14

Just to note, I have already checked this question and this question.

So, I'm using distplot to draw some histograms on separate subplots:

import numpy as np
#import netCDF4 as nc # used to get p0_dict
import matplotlib.pyplot as plt
from collections import OrderedDict
import seaborn.apionly as sns
import cPickle as pickle

''' 
LINK TO PICKLE
https://drive.google.com/file/d/0B8Xks3meeDq0aTFYcTZEZGFFVk0/view?usp=sharing
'''

p0_dict = pickle.load(open('/path/to/pickle/test.dat', 'r'))     

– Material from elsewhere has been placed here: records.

//! Market simulation CLI.
//!
//! Loads a JSON market description (or the built-in five-stock default),
//! runs the driver/broker simulation, and renders the event stream and
//! final summary through tracing. Ctrl-C requests an early finish via
//! the shutdown flag; the run still joins every broker before exiting.

use std::path::PathBuf;
use std::thread;

use anyhow::{Context, Result};
use clap::Parser;

use pit_bins::common::{init_logging, print_exchange_report};
use pit_core::{EventSink, ExchangeConfig, SimEvent, Simulation};

#[derive(Parser, Debug)]
#[command(version, about = "Concurrent market simulation")]
struct Args {
    /// JSON configuration file; defaults to the built-in market
    #[arg(short = 'f', long)]
    config: Option<PathBuf>,

    /// Override the configured tick count
    #[arg(long)]
    ticks: Option<u64>,

    /// Override the configured broker count
    #[arg(long)]
    brokers: Option<usize>,

    /// Seed the driver RNG for a reproducible run
    #[arg(long)]
    seed: Option<u64>,

    /// Throughput mode: no event reporting, no inter-tick delay
    #[arg(long)]
    bench: bool,

    /// Log level
    #[arg(short, long, default_value = "info")]
    log_level: String,

    /// Emit logs as JSON
    #[arg(long)]
    json_logs: bool,
}

fn main() -> Result<()> {
    let args = Args::parse();
    init_logging(&args.log_level, args.json_logs)?;

    let mut cfg = match &args.config {
        Some(path) => {
            let raw = std::fs::read_to_string(path)
                .with_context(|| format!("reading config {}", path.display()))?;
            serde_json::from_str::<ExchangeConfig>(&raw)
                .with_context(|| format!("parsing config {}", path.display()))?
        }
        None => ExchangeConfig::default(),
    };
    if let Some(ticks) = args.ticks {
        cfg.ticks = ticks;
    }
    if let Some(brokers) = args.brokers {
        cfg.brokers = brokers;
    }
    if args.seed.is_some() {
        cfg.seed = args.seed;
    }
    if args.bench {
        cfg.tick_delay_ms = None;
    }

    let sim = Simulation::new(cfg)?;

    let shutdown = sim.shutdown_flag();
    if let Err(e) = ctrlc::set_handler(move || {
        tracing::warn!("interrupt received, finishing early");
        shutdown.set();
    }) {
        tracing::warn!("failed to install interrupt handler: {e}");
    }

    let (sink, reporter) = if args.bench {
        (EventSink::disabled(), None)
    } else {
        let (sink, rx) = EventSink::channel();
        let reporter = thread::Builder::new()
            .name("reporter".to_string())
            .spawn(move || {
                for event in rx {
                    render_event(&event);
                }
            })
            .context("spawning reporter thread")?;
        (sink, Some(reporter))
    };

    let report = sim.run(sink);

    // the receiver drains once every sender inside the run is gone
    if let Some(handle) = reporter {
        let _ = handle.join();
    }

    print_exchange_report(&report);
    Ok(())
}

fn render_event(event: &SimEvent) {
    match event {
        SimEvent::Tick(tick) => tracing::debug!(
            tick = tick.tick,
            stock = %tick.stock,
            price = tick.price,
            quantity = tick.quantity,
            moved = tick.moved,
            "tick"
        ),
        SimEvent::Trade(trade) => tracing::info!(
            broker = trade.broker,
            stock = %trade.stock,
            action = ?trade.action,
            size = trade.size,
            "trade"
        ),
        SimEvent::TicketSale(_) => {}
    }
}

fig = plt.figure(figsize = (15,10))
ax = plt.gca()
j=1

for region, val in p0_dict.iteritems():

    val = np.asarray(val)

    subax = plt.subplot(5,5,j)

    print region

    try:              
        sns.distplot(val, bins=11, hist=True, kde=True, rug=True, 
                     ax = subax, color = 'k', norm_hist=True)

    except Exception as Ex:
        print Ex

    subax.set_title(region)
    subax.set_xlim(0, 1) # the data varies from 0 to 1

    j+=1    

plt.subplots_adjust(left = 0.06, right = 0.99, bottom = 0.07,
                    top = 0.92, wspace = 0.14, hspace = 0.6) 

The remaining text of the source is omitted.